(DATA FOR THIS TASK)
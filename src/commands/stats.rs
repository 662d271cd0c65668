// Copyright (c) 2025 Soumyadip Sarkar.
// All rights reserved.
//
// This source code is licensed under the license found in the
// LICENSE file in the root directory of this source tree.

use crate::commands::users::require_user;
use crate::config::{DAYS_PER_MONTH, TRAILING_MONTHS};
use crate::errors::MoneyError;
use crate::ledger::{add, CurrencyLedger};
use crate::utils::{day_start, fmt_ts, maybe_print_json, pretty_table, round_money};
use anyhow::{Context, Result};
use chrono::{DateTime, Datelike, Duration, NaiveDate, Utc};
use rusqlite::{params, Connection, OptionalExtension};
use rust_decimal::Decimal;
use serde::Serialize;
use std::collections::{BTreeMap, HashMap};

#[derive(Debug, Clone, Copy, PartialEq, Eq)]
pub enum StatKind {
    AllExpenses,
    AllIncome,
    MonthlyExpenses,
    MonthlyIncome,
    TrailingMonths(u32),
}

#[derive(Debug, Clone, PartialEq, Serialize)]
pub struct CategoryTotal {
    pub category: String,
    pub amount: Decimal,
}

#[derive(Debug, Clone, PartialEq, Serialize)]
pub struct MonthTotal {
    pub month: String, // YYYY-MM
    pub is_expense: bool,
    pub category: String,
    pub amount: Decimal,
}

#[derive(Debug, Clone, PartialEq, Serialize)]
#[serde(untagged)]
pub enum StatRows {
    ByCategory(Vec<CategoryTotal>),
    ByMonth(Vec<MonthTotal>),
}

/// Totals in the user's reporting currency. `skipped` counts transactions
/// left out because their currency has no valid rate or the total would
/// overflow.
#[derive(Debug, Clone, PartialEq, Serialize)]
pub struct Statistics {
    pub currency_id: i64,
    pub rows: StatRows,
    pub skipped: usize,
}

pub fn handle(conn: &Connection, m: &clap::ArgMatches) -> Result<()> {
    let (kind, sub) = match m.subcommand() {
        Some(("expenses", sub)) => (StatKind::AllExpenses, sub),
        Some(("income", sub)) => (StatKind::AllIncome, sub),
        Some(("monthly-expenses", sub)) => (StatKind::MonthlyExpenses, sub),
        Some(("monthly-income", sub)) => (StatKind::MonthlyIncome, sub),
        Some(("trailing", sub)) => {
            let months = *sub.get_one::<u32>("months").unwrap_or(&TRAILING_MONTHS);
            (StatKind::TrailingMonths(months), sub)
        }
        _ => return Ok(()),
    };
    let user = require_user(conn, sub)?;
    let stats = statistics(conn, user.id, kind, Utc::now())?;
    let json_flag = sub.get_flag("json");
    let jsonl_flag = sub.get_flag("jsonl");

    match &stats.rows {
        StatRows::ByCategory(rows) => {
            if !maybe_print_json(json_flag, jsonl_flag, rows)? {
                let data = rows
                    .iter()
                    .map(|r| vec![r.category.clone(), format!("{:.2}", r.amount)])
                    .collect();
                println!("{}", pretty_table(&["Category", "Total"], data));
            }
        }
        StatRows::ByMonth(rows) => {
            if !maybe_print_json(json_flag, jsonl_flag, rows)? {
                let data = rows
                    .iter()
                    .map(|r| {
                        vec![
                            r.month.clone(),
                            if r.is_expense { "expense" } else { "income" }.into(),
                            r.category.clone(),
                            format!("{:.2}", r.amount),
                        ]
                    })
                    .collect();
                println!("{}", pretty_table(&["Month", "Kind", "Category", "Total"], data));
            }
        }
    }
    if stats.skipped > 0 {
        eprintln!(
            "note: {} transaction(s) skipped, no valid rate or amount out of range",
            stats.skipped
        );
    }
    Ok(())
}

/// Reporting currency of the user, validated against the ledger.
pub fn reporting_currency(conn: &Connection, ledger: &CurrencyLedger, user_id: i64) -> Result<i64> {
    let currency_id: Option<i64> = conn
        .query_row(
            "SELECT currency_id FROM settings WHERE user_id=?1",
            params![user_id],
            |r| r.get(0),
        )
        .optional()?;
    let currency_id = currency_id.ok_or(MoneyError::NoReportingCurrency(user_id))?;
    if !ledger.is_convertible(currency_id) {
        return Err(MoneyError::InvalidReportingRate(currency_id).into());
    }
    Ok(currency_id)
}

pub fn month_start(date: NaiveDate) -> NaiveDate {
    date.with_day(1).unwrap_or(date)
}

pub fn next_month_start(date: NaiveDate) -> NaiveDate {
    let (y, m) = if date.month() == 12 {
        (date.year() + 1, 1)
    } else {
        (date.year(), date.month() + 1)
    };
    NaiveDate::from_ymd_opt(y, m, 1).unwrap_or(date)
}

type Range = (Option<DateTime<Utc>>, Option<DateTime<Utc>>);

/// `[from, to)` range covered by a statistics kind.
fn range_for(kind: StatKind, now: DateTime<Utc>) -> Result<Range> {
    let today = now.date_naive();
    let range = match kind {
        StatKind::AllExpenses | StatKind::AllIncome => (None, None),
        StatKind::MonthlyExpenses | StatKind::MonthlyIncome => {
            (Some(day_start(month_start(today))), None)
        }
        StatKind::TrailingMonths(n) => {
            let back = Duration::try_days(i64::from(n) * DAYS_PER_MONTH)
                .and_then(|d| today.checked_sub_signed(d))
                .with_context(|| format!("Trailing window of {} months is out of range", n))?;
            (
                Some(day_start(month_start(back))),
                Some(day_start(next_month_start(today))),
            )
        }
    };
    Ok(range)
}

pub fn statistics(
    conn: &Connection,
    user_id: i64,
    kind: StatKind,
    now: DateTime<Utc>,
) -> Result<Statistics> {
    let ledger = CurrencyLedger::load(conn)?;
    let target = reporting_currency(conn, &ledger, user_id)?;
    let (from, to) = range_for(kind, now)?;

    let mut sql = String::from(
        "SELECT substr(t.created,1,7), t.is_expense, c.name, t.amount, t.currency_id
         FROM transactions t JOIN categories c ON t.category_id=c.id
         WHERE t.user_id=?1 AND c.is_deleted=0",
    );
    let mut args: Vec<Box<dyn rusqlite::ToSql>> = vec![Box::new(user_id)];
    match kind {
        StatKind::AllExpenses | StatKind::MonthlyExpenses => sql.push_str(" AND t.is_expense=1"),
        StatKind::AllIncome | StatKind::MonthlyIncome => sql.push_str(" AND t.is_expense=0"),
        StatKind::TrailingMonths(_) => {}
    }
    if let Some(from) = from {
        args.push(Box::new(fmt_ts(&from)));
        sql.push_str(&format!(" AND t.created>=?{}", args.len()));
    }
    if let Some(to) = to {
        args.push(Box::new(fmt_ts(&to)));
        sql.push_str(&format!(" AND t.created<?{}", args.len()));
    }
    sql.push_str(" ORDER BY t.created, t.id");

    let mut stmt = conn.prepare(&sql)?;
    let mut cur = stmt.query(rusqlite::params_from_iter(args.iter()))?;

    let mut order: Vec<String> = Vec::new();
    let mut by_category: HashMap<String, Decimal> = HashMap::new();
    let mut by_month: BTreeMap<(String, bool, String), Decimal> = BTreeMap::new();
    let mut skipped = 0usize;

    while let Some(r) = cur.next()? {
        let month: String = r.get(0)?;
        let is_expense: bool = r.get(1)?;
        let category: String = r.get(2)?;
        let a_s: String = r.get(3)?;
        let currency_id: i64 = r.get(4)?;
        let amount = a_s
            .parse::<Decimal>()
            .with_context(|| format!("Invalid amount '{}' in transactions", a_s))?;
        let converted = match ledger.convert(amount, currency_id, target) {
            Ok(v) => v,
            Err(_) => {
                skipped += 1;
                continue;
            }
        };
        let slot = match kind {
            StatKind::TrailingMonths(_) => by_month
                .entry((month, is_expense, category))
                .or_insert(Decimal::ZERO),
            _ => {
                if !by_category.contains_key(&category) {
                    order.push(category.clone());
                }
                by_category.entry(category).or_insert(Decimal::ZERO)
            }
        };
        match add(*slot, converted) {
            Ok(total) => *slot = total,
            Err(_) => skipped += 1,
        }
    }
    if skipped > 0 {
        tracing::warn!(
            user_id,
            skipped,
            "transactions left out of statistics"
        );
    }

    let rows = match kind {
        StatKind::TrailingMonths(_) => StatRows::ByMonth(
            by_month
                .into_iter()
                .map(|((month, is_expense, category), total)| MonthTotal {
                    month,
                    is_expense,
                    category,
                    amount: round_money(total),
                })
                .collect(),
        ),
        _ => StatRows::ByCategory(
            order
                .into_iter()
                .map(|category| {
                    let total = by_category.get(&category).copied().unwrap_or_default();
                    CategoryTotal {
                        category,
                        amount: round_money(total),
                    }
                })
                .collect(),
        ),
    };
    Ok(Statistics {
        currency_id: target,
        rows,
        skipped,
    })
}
(End DATA FOR THIS TASK)
▶ **WHAT YOU HAVE TO DO**
Going line by line through the data, tally each one that includes the string "converted", and answer with the tally only.

▶ **FINISHED EXERCISE**
2